Headline inflation in the euro area was 5.3% in July, according to preliminary data released Monday, lower than the 5.5% registered in June. This remains well above the European Central Bank’s 2% target for the bloc.

Core inflation — which excludes volatile food and energy prices — remained unchanged at 5.5% in July, which Andrew Kenningham, chief Europe economist at Capital Economics, said would be a “disappointment for policymakers.”

The euro area has been battling high inflation for the past year, leading the ECB to undergo a full year of consecutive rate hikes in an effort to bring prices down. Last week, the central bank rose rates by a quarter percentage point once again, bringing its main interest rate to 3.75%.

Initially, much of the price pressures in the euro area were coming from high energy costs, but in recent months food prices have contributed the most. This month, food, alcohol and tobacco once again drove inflation — prices rose by 10.8% in July, in a hike that was nevertheless lower than in previous months.

GDP beats expectations

The inflation figures come against a backdrop of previously moribund growth, with GDP (gross domestic product) stagnating in the first quarter of this year. But a separate data release on Monday showed that growth accelerated in the second quarter, expanding by 0.3% — higher than the 0.2% expected by analysts polled by Reuters.

However, Capital Economics’ Kenningham attributed the second-quarter GDP number to one-off increases in France and Ireland, which he said “give a misleading impression of the underlying strength of the economy.”

“[It] does not change our view that the economy is heading for recession,” he wrote in a note after the release of the data.

“Excluding [France and Ireland] GDP growth would have been only 0.04% q/q, or zero to one decimal place! As these factors are unlikely to be repeated in the coming quarters and the impact of monetary policy tightening is still intensifying, we think euro-zone GDP will contract in the second half of the year.”
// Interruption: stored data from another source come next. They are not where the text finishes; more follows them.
use regex::Regex;
use std::sync::LazyLock;

static UPPER_RUN: LazyLock<Regex> =
    LazyLock::new(|| Regex::new("([A-Z]+)").expect("valid regex"));
static TITLE_RUN: LazyLock<Regex> =
    LazyLock::new(|| Regex::new("([A-Z][a-z]+)").expect("valid regex"));

/// Turn a platform key like `appleMusic` into a human label like
/// `Apple Music`. All-caps runs stay intact (`ITUNES` stays `ITUNES`);
/// a key with no case transitions just gets its first letter uppercased.
#[must_use]
pub fn humanize_platform(key: &str) -> String {
    let spaced = UPPER_RUN.replace_all(key, " $1");
    let spaced = TITLE_RUN.replace_all(&spaced, " $1");

    let mut tokens = spaced.split_whitespace();
    let Some(head) = tokens.next() else {
        return String::new();
    };

    let mut label = capitalize_first(head);
    for token in tokens {
        label.push(' ');
        label.push_str(token);
    }
    label
}

fn capitalize_first(token: &str) -> String {
    let mut chars = token.chars();
    match chars.next() {
        Some(c) => c.to_uppercase().collect::<String>() + chars.as_str(),
        None => String::new(),
    }
}

/// Group `items` into rows of at most `n`, preserving order. The last row
/// holds the remainder. `n == 0` is a contract violation.
#[must_use]
pub fn chunk_rows<T>(items: Vec<T>, n: usize) -> Vec<Vec<T>> {
    assert!(n > 0, "row width must be positive");

    let mut rows = Vec::with_capacity(items.len().div_ceil(n));
    let mut iter = items.into_iter();
    loop {
        let row: Vec<T> = iter.by_ref().take(n).collect();
        if row.is_empty() {
            break;
        }
        rows.push(row);
    }
    rows
}
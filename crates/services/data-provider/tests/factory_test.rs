//! Factory and handle tests: backend selection, switching and isolation.

use std::sync::atomic::{AtomicUsize, Ordering};
use std::sync::Arc;
use std::time::Duration;

use sea_orm::ConnectionTrait;
use serde_json::{json, Value};
use tower::layer::layer_fn;

use common::{AppError, DatabaseConfig, ProviderConfig, ProviderOptions};
use data_provider::local::FixedDelay;
use data_provider::relational::Database;
use data_provider::{
    DataProvider, LocalProvider, ProviderFactory, RelationalProvider, SeaOrmClient, SharedProvider,
};
use domain::{CreateParams, GetOneParams, Query, Record, ResourceRegistry, ResourceSchema};

fn record(value: Value) -> Record {
    value.as_object().cloned().expect("record literal must be an object")
}

async fn local_with(names: &[&str]) -> SharedProvider {
    let provider = LocalProvider::new();
    let records = names
        .iter()
        .enumerate()
        .map(|(i, name)| record(json!({ "id": i + 1, "name": name })))
        .collect();
    provider.seed("users", records).await.unwrap();
    Arc::new(provider)
}

fn config(provider_type: &str) -> ProviderConfig {
    let mut config = ProviderConfig::new(provider_type);
    config.local.delay_ms = 0;
    config
}

#[tokio::test]
async fn test_unknown_type_is_rejected() {
    let factory = ProviderFactory::new();

    let err = factory.handle(&config("graphql")).await.err().unwrap();
    assert_eq!(err, AppError::UnknownProviderType("graphql".to_string()));
    assert_eq!(err.code(), "UNKNOWN_PROVIDER_TYPE");
}

#[tokio::test]
async fn test_failed_switch_keeps_previous_provider() {
    let factory = ProviderFactory::builder()
        .local_backend(local_with(&["Alice"]).await)
        .build();
    let handle = factory.handle(&config("local")).await.unwrap();

    let err = handle.switch_provider(config("nosql")).await.unwrap_err();
    assert!(matches!(err, AppError::UnknownProviderType(_)));
    assert_eq!(handle.config().await.provider_type, "local");
    assert_eq!(handle.get_list("users", Query::new()).await.unwrap().total, 1);
}

#[tokio::test]
async fn test_switch_uses_independent_stores() {
    let dir = tempfile::tempdir().unwrap();
    let database = Database::connect(&DatabaseConfig {
        url: format!("sqlite://{}?mode=rwc", dir.path().join("switch.db").display()),
        max_connections: 2,
        min_connections: 1,
    })
    .await
    .unwrap();
    database
        .connection()
        .execute_unprepared(
            r#"CREATE TABLE users (id TEXT PRIMARY KEY NOT NULL, name TEXT, "createdAt" TEXT, "updatedAt" TEXT)"#,
        )
        .await
        .unwrap();
    let registry = ResourceRegistry::new().register(ResourceSchema::new("users", ["name"]));
    let relational = RelationalProvider::new(
        Arc::new(SeaOrmClient::new(database.get_connection())),
        registry,
    );

    let factory = ProviderFactory::builder()
        .relational_backend(Arc::new(relational))
        .build();
    let handle = factory.get_instance(&config("local")).await.unwrap();

    let created = handle
        .create(
            "users",
            CreateParams {
                data: record(json!({ "name": "Alice" })),
            },
        )
        .await
        .unwrap();
    assert_eq!(created.data["id"], json!(1));

    handle.switch_provider(config("relational")).await.unwrap();

    let err = handle
        .get_one("users", GetOneParams { id: "1".into() })
        .await
        .unwrap_err();
    assert!(err.is_not_found());

    // Switching back finds the local record again
    handle.switch_provider(config("local")).await.unwrap();
    let fetched = handle
        .get_one("users", GetOneParams { id: "1".into() })
        .await
        .unwrap();
    assert_eq!(fetched.data["name"], json!("Alice"));
}

#[tokio::test(start_paused = true)]
async fn test_in_flight_call_finishes_on_previous_provider() {
    let slow = LocalProvider::new().with_delay(Arc::new(FixedDelay(Duration::from_millis(300))));
    slow.seed("users", vec![record(json!({ "id": 1, "name": "Slow" }))])
        .await
        .unwrap();

    let factory = ProviderFactory::builder()
        .local_backend(Arc::new(slow))
        .relational_backend(local_with(&["Fast", "Faster"]).await)
        .build();
    let handle = factory.get_instance(&config("local")).await.unwrap();

    let in_flight = {
        let handle = handle.clone();
        tokio::spawn(async move { handle.get_list("users", Query::new()).await })
    };
    // Let the call resolve its provider and start waiting
    tokio::time::sleep(Duration::from_millis(10)).await;

    handle.switch_provider(config("relational")).await.unwrap();

    let earlier = in_flight.await.unwrap().unwrap();
    assert_eq!(earlier.total, 1);
    let later = handle.get_list("users", Query::new()).await.unwrap();
    assert_eq!(later.total, 2);
}

#[tokio::test]
async fn test_instance_is_shared_and_isolated_handles_are_not() {
    let factory = ProviderFactory::builder()
        .local_backend(local_with(&["Alice"]).await)
        .relational_backend(local_with(&["Bob", "Carol"]).await)
        .build();

    let instance = factory.get_instance(&config("local")).await.unwrap();
    let isolated = instance.isolated().await;

    // A later config does not rebuild the instance
    let again = factory.get_instance(&config("relational")).await.unwrap();
    assert_eq!(again.config().await.provider_type, "local");

    isolated.switch_provider(config("relational")).await.unwrap();
    assert_eq!(isolated.get_list("users", Query::new()).await.unwrap().total, 2);
    assert_eq!(instance.get_list("users", Query::new()).await.unwrap().total, 1);

    instance.switch_provider(config("relational")).await.unwrap();
    assert_eq!(again.get_list("users", Query::new()).await.unwrap().total, 2);
}

#[tokio::test]
async fn test_backends_are_shared_across_providers() {
    let factory = ProviderFactory::new();
    let first = factory.create_provider(&config("local")).await.unwrap();
    let second = factory.create_provider(&config("local")).await.unwrap();

    first
        .create(
            "users",
            CreateParams {
                data: record(json!({ "name": "Dana" })),
            },
        )
        .await
        .unwrap();
    assert_eq!(second.get_list("users", Query::new()).await.unwrap().total, 1);
}

#[tokio::test]
async fn test_configured_layers_wrap_custom_layers() {
    let seen = Arc::new(AtomicUsize::new(0));
    let counter = {
        let seen = Arc::clone(&seen);
        layer_fn(move |inner: SharedProvider| -> SharedProvider {
            seen.fetch_add(1, Ordering::SeqCst);
            inner
        })
    };

    let factory = ProviderFactory::builder()
        .local_backend(local_with(&["Alice", "Bob"]).await)
        .layer(counter)
        .build();

    let mut config = config("local");
    config.options = ProviderOptions {
        enable_logging: true,
        enable_caching: true,
        ..ProviderOptions::default()
    };
    let handle = factory.handle(&config).await.unwrap();
    assert_eq!(seen.load(Ordering::SeqCst), 1);

    let first = handle.get_list("users", Query::new()).await.unwrap();
    handle
        .create(
            "users",
            CreateParams {
                data: record(json!({ "name": "Carol" })),
            },
        )
        .await
        .unwrap();
    let second = handle.get_list("users", Query::new()).await.unwrap();

    assert_eq!(first.total, 2);
    assert_eq!(second.total, 3);
}
//! Domain-level errors.
//!
//! These errors represent malformed contract input (sort orders, schema
//! descriptors). They are independent of any storage backend.

use thiserror::Error;

/// Domain-specific errors for contract violations.
#[derive(Error, Debug, Clone, PartialEq, Eq)]
pub enum DomainError {
    /// Validation failed for a field or input
    #[error("Validation error: {0}")]
    Validation(String),

    /// A resource schema descriptor could not be parsed
    #[error("Invalid resource schema: {0}")]
    InvalidSchema(String),
}

impl DomainError {
    /// Create a validation error
    pub fn validation(msg: impl Into<String>) -> Self {
        DomainError::Validation(msg.into())
    }

    /// Create a schema error
    pub fn invalid_schema(msg: impl Into<String>) -> Self {
        DomainError::InvalidSchema(msg.into())
    }
}

/// Result type alias for domain operations
pub type DomainResult<T> = Result<T, DomainError>;
//! Read-through cache decorator.
//!
//! Reads (`getList`, `getOne`, `getMany`, `getManyReference`) are cached
//! under `{namespace}:{resource}:{operation}:{params}`. Every mutation drops
//! all keys of its resource, whether or not it succeeded. A failing cache
//! store only costs a warning; the call falls through to the wrapped provider.
//!
//! Each resource carries a generation that mutations bump when they
//! invalidate. A read only stores its result if the generation it started
//! under is still current, so a value loaded before a concurrent write can
//! never be cached after that write's invalidation.

use std::collections::HashMap;
use std::future::Future;
use std::sync::Arc;
use std::time::Duration;

use async_trait::async_trait;
use redis::{aio::ConnectionManager, AsyncCommands, RedisError};
use serde::{de::DeserializeOwned, Serialize};
use tokio::sync::{Mutex, RwLock};
use tokio::time::Instant;
use tower::Layer;
use tracing::{debug, warn};

use common::{AppError, AppResult};
use domain::{
    CreateParams, DeleteManyParams, DeleteParams, GetManyParams, GetManyReferenceParams,
    GetOneParams, IdsResult, ListResult, Query, RecordResult, RecordsResult, UpdateManyParams,
    UpdateParams,
};

use crate::provider::{operation, DataProvider, SharedProvider};

/// Default key namespace
pub const DEFAULT_CACHE_NAMESPACE: &str = "data_provider";

/// String store with expiry and prefix invalidation.
#[async_trait]
pub trait CacheStore: Send + Sync {
    async fn get(&self, key: &str) -> AppResult<Option<String>>;

    async fn set(&self, key: &str, value: String, ttl: Duration) -> AppResult<()>;

    /// Remove every key starting with `prefix`, returning how many went
    async fn invalidate_prefix(&self, prefix: &str) -> AppResult<u64>;
}

// =============================================================================
// In-process store
// =============================================================================

#[derive(Debug, Clone)]
struct Entry {
    value: String,
    expires_at: Instant,
}

/// TTL map held in process memory.
#[derive(Debug, Default)]
pub struct MemoryCache {
    entries: RwLock<HashMap<String, Entry>>,
}

impl MemoryCache {
    pub fn new() -> Self {
        Self::default()
    }

    /// Number of stored entries, expired ones included
    pub async fn len(&self) -> usize {
        self.entries.read().await.len()
    }

    pub async fn is_empty(&self) -> bool {
        self.entries.read().await.is_empty()
    }
}

#[async_trait]
impl CacheStore for MemoryCache {
    async fn get(&self, key: &str) -> AppResult<Option<String>> {
        {
            let entries = self.entries.read().await;
            match entries.get(key) {
                Some(entry) if entry.expires_at > Instant::now() => {
                    return Ok(Some(entry.value.clone()))
                }
                Some(_) => {}
                None => return Ok(None),
            }
        }
        // Expired
        self.entries.write().await.remove(key);
        Ok(None)
    }

    async fn set(&self, key: &str, value: String, ttl: Duration) -> AppResult<()> {
        let entry = Entry {
            value,
            expires_at: Instant::now() + ttl,
        };
        self.entries.write().await.insert(key.to_string(), entry);
        Ok(())
    }

    async fn invalidate_prefix(&self, prefix: &str) -> AppResult<u64> {
        let mut entries = self.entries.write().await;
        let before = entries.len();
        entries.retain(|key, _| !key.starts_with(prefix));
        Ok((before - entries.len()) as u64)
    }
}

// =============================================================================
// Redis store
// =============================================================================

/// Redis-backed store over a multiplexed connection manager.
#[derive(Clone)]
pub struct RedisCache {
    conn: ConnectionManager,
}

fn cache_error(e: RedisError) -> AppError {
    AppError::internal(format!("Cache error: {}", e))
}

/// Escape glob metacharacters for `KEYS`
fn glob_escape(prefix: &str) -> String {
    let mut escaped = String::with_capacity(prefix.len() + 1);
    for c in prefix.chars() {
        if matches!(c, '*' | '?' | '[' | ']' | '\\') {
            escaped.push('\\');
        }
        escaped.push(c);
    }
    escaped
}

impl RedisCache {
    /// Connect to Redis.
    pub async fn connect(url: &str) -> Result<Self, RedisError> {
        let client = redis::Client::open(url)?;
        let conn = ConnectionManager::new(client).await?;
        tracing::info!("Redis cache connected");
        Ok(Self { conn })
    }
}

#[async_trait]
impl CacheStore for RedisCache {
    async fn get(&self, key: &str) -> AppResult<Option<String>> {
        let mut conn = self.conn.clone();
        conn.get::<_, Option<String>>(key)
            .await
            .map_err(cache_error)
    }

    async fn set(&self, key: &str, value: String, ttl: Duration) -> AppResult<()> {
        let mut conn = self.conn.clone();
        conn.set_ex::<_, _, ()>(key, value, ttl.as_secs().max(1))
            .await
            .map_err(cache_error)
    }

    async fn invalidate_prefix(&self, prefix: &str) -> AppResult<u64> {
        let mut conn = self.conn.clone();
        let keys: Vec<String> = conn
            .keys(format!("{}*", glob_escape(prefix)))
            .await
            .map_err(cache_error)?;
        if keys.is_empty() {
            return Ok(0);
        }
        let deleted: u64 = conn.del(&keys).await.map_err(cache_error)?;
        Ok(deleted)
    }
}

// =============================================================================
// Decorator
// =============================================================================

/// Serves repeated reads from a [`CacheStore`].
pub struct CachingProvider {
    inner: SharedProvider,
    store: Arc<dyn CacheStore>,
    ttl: Duration,
    namespace: String,
    /// Mutation count per resource. Locked across every cache write and
    /// every invalidation.
    generations: Mutex<HashMap<String, u64>>,
}

impl CachingProvider {
    pub fn new(inner: SharedProvider, store: Arc<dyn CacheStore>, ttl: Duration) -> Self {
        Self {
            inner,
            store,
            ttl,
            namespace: DEFAULT_CACHE_NAMESPACE.to_string(),
            generations: Mutex::new(HashMap::new()),
        }
    }

    pub fn with_namespace(mut self, namespace: impl Into<String>) -> Self {
        self.namespace = namespace.into();
        self
    }

    fn prefix(&self, resource: &str) -> String {
        format!("{}:{}:", self.namespace, resource)
    }

    async fn generation(&self, resource: &str) -> u64 {
        self.generations
            .lock()
            .await
            .get(resource)
            .copied()
            .unwrap_or(0)
    }

    fn key<P: Serialize>(&self, resource: &str, operation: &str, params: &P) -> Option<String> {
        let params = serde_json::to_string(params).ok()?;
        Some(format!("{}{}:{}", self.prefix(resource), operation, params))
    }

    async fn cached<P, T, F>(
        &self,
        resource: &str,
        operation: &str,
        params: &P,
        load: F,
    ) -> AppResult<T>
    where
        P: Serialize + Sync,
        T: Serialize + DeserializeOwned + Send,
        F: Future<Output = AppResult<T>> + Send,
    {
        let Some(key) = self.key(resource, operation, params) else {
            return load.await;
        };
        let generation = self.generation(resource).await;

        match self.store.get(&key).await {
            Ok(Some(json)) => match serde_json::from_str(&json) {
                Ok(value) => {
                    debug!(resource, operation, "Cache hit");
                    return Ok(value);
                }
                // Treat deserialization errors as cache miss
                Err(e) => warn!(key = %key, error = %e, "Discarding unreadable cache entry"),
            },
            Ok(None) => debug!(resource, operation, "Cache miss"),
            Err(e) => warn!(key = %key, error = %e, "Cache read failed"),
        }

        let value = load.await?;
        let json = match serde_json::to_string(&value) {
            Ok(json) => json,
            Err(e) => {
                warn!(key = %key, error = %e, "Result not cacheable");
                return Ok(value);
            }
        };

        let generations = self.generations.lock().await;
        if generations.get(resource).copied().unwrap_or(0) != generation {
            debug!(resource, operation, "Resource changed during load, not caching");
            return Ok(value);
        }
        if let Err(e) = self.store.set(&key, json, self.ttl).await {
            warn!(key = %key, error = %e, "Cache write failed");
        }
        drop(generations);
        Ok(value)
    }

    async fn invalidating<T, F>(&self, resource: &str, mutation: F) -> AppResult<T>
    where
        T: Send,
        F: Future<Output = AppResult<T>> + Send,
    {
        let result = mutation.await;

        let mut generations = self.generations.lock().await;
        *generations.entry(resource.to_string()).or_insert(0) += 1;
        match self.store.invalidate_prefix(&self.prefix(resource)).await {
            Ok(removed) => debug!(resource, removed, "Cache invalidated"),
            Err(e) => warn!(resource, error = %e, "Cache invalidation failed"),
        }
        drop(generations);
        result
    }
}

#[async_trait]
impl DataProvider for CachingProvider {
    async fn get_list(&self, resource: &str, query: Query) -> AppResult<ListResult> {
        let load = self.inner.get_list(resource, query.clone());
        self.cached(resource, operation::GET_LIST, &query, load).await
    }

    async fn get_one(&self, resource: &str, params: GetOneParams) -> AppResult<RecordResult> {
        let load = self.inner.get_one(resource, params.clone());
        self.cached(resource, operation::GET_ONE, &params, load).await
    }

    async fn get_many(&self, resource: &str, params: GetManyParams) -> AppResult<RecordsResult> {
        let load = self.inner.get_many(resource, params.clone());
        self.cached(resource, operation::GET_MANY, &params, load).await
    }

    async fn get_many_reference(
        &self,
        resource: &str,
        params: GetManyReferenceParams,
    ) -> AppResult<ListResult> {
        let load = self.inner.get_many_reference(resource, params.clone());
        self.cached(resource, operation::GET_MANY_REFERENCE, &params, load)
            .await
    }

    async fn create(&self, resource: &str, params: CreateParams) -> AppResult<RecordResult> {
        self.invalidating(resource, self.inner.create(resource, params))
            .await
    }

    async fn update(&self, resource: &str, params: UpdateParams) -> AppResult<RecordResult> {
        self.invalidating(resource, self.inner.update(resource, params))
            .await
    }

    async fn update_many(&self, resource: &str, params: UpdateManyParams) -> AppResult<IdsResult> {
        self.invalidating(resource, self.inner.update_many(resource, params))
            .await
    }

    async fn delete(&self, resource: &str, params: DeleteParams) -> AppResult<RecordResult> {
        self.invalidating(resource, self.inner.delete(resource, params))
            .await
    }

    async fn delete_many(&self, resource: &str, params: DeleteManyParams) -> AppResult<IdsResult> {
        self.invalidating(resource, self.inner.delete_many(resource, params))
            .await
    }
}

/// [`Layer`] producing [`CachingProvider`]s that share one store.
#[derive(Clone)]
pub struct CachingLayer {
    store: Arc<dyn CacheStore>,
    ttl: Duration,
    namespace: String,
}

impl CachingLayer {
    pub fn new(store: Arc<dyn CacheStore>, ttl: Duration) -> Self {
        Self {
            store,
            ttl,
            namespace: DEFAULT_CACHE_NAMESPACE.to_string(),
        }
    }

    pub fn with_namespace(mut self, namespace: impl Into<String>) -> Self {
        self.namespace = namespace.into();
        self
    }
}

impl Layer<SharedProvider> for CachingLayer {
    type Service = SharedProvider;

    fn layer(&self, inner: SharedProvider) -> SharedProvider {
        Arc::new(
            CachingProvider::new(inner, Arc::clone(&self.store), self.ttl)
                .with_namespace(self.namespace.clone()),
        )
    }
}

#[cfg(test)]
mod tests {
    use super::*;

    #[tokio::test(start_paused = true)]
    async fn test_memory_cache_expires_entries() {
        let cache = MemoryCache::new();
        cache
            .set("k", "v".to_string(), Duration::from_secs(5))
            .await
            .unwrap();
        assert_eq!(cache.get("k").await.unwrap(), Some("v".to_string()));

        tokio::time::advance(Duration::from_secs(6)).await;
        assert_eq!(cache.get("k").await.unwrap(), None);
        assert!(cache.is_empty().await);
    }

    #[tokio::test]
    async fn test_memory_cache_invalidates_by_prefix() {
        let cache = MemoryCache::new();
        let ttl = Duration::from_secs(60);
        for key in ["ns:users:getList:{}", "ns:users:getOne:{}", "ns:posts:getList:{}"] {
            cache.set(key, "x".to_string(), ttl).await.unwrap();
        }

        assert_eq!(cache.invalidate_prefix("ns:users:").await.unwrap(), 2);
        assert_eq!(cache.len().await, 1);
    }

    #[test]
    fn test_glob_escape() {
        assert_eq!(glob_escape("ns:us*rs:"), "ns:us\\*rs:");
    }
}
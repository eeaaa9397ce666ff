//! Translation of contract queries into SeaQuery clauses.
//!
//! The where-clause is rendered from the shared [`Criterion`] tree so the SQL
//! matches the local backend's in-memory evaluation:
//! - contains → `LOWER(col) LIKE '%needle%' ESCAPE '\'`
//! - membership → `col IN (...)`
//! - everything else → `col = value`

use sea_orm::sea_query::{Alias, Condition, Expr, Func, Keyword, LikeExpr, Order, SimpleExpr};
use serde_json::Value;

use domain::{
    Criterion, Identifier, Record, Sort, SortOrder, CREATED_AT_FIELD, ID_FIELD,
};

/// Column assignments for INSERT and UPDATE statements
pub type Assignments = Vec<(String, SimpleExpr)>;

fn col(field: &str) -> Expr {
    Expr::col(Alias::new(field))
}

/// Always-false predicate (an empty OR)
fn never() -> SimpleExpr {
    Expr::cust("1 = 0")
}

/// Escape LIKE wildcards so the needle matches literally
pub fn escape_like(needle: &str) -> String {
    let mut escaped = String::with_capacity(needle.len());
    for c in needle.chars() {
        if matches!(c, '\\' | '%' | '_') {
            escaped.push('\\');
        }
        escaped.push(c);
    }
    escaped
}

/// Bind a JSON value. Arrays and objects are stored as JSON text.
pub fn value_expr(value: &Value) -> SimpleExpr {
    match value {
        Value::Null => SimpleExpr::Keyword(Keyword::Null),
        Value::Bool(b) => (*b).into(),
        Value::Number(n) => match (n.as_i64(), n.as_u64()) {
            (Some(i), _) => i.into(),
            (None, Some(u)) => u.into(),
            _ => n.as_f64().unwrap_or_default().into(),
        },
        Value::String(s) => s.as_str().into(),
        Value::Array(_) | Value::Object(_) => value.to_string().into(),
    }
}

fn predicate(criterion: &Criterion) -> SimpleExpr {
    match criterion {
        Criterion::Equals { field, value } => col(field).eq(value_expr(value)),
        Criterion::Contains { field, needle } => {
            let pattern = format!("%{}%", escape_like(&needle.to_lowercase()));
            Expr::expr(Func::lower(col(field))).like(LikeExpr::new(pattern).escape('\\'))
        }
        Criterion::In { field, values } => col(field).is_in(values.iter().map(value_expr)),
        Criterion::IdEquals { field, id } => col(field).eq(id.as_str()),
        // Relational searches always run over a schema allowlist
        Criterion::AnyFieldContains { .. } => never(),
        Criterion::Always | Criterion::All(_) | Criterion::Any(_) => {
            Expr::cust("1 = 1")
        }
    }
}

/// Build the WHERE condition for a criterion
pub fn where_clause(criterion: &Criterion) -> Condition {
    match criterion {
        Criterion::Always => Condition::all(),
        Criterion::All(parts) => parts
            .iter()
            .fold(Condition::all(), |cond, part| cond.add(where_clause(part))),
        Criterion::Any(parts) if parts.is_empty() => Condition::all().add(never()),
        Criterion::Any(parts) => parts
            .iter()
            .fold(Condition::any(), |cond, part| cond.add(where_clause(part))),
        leaf => Condition::all().add(predicate(leaf)),
    }
}

/// `id = ?`
pub fn id_equals(id: &Identifier) -> SimpleExpr {
    col(ID_FIELD).eq(id.as_str())
}

/// `id IN (...)`
pub fn id_in(ids: &[Identifier]) -> SimpleExpr {
    col(ID_FIELD).is_in(ids.iter().map(|id| id.as_str()))
}

/// ORDER BY for an optional sort, with `createdAt, id` tiebreakers so equal
/// keys keep insertion order.
pub fn order_by(sort: Option<&Sort>) -> Vec<(String, Order)> {
    let mut orders = Vec::with_capacity(3);
    if let Some(sort) = sort {
        let order = match sort.order {
            SortOrder::Asc => Order::Asc,
            SortOrder::Desc => Order::Desc,
        };
        orders.push((sort.field.clone(), order));
    }
    for tiebreaker in [CREATED_AT_FIELD, ID_FIELD] {
        if !orders.iter().any(|(field, _)| field == tiebreaker) {
            orders.push((tiebreaker.to_string(), Order::Asc));
        }
    }
    orders
}

/// Bind every field of a payload
pub fn assignments(data: &Record) -> Assignments {
    data.iter()
        .map(|(field, value)| (field.clone(), value_expr(value)))
        .collect()
}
The economies of both France and Ireland proved relatively resilient in the second quarter, with the former posting a GDP rate of 0.5%, while the latter expanded by 3.3%.

ING’s Senior Euro Zone Economist Bert Colijn noted Ireland as an outlier.

“Without Ireland, growth would have been halved. Looking through the most volatile components, we argue that the economy has remained broadly stagnant,” Colijn said in a note. “Judging by the survey data we have so far on the third quarter, the risks are to the downside for the coming quarters.”

Spain also fared well, growing by 0.4%. Germany, however, proved weaker over the same three-month period, failing to post any growth.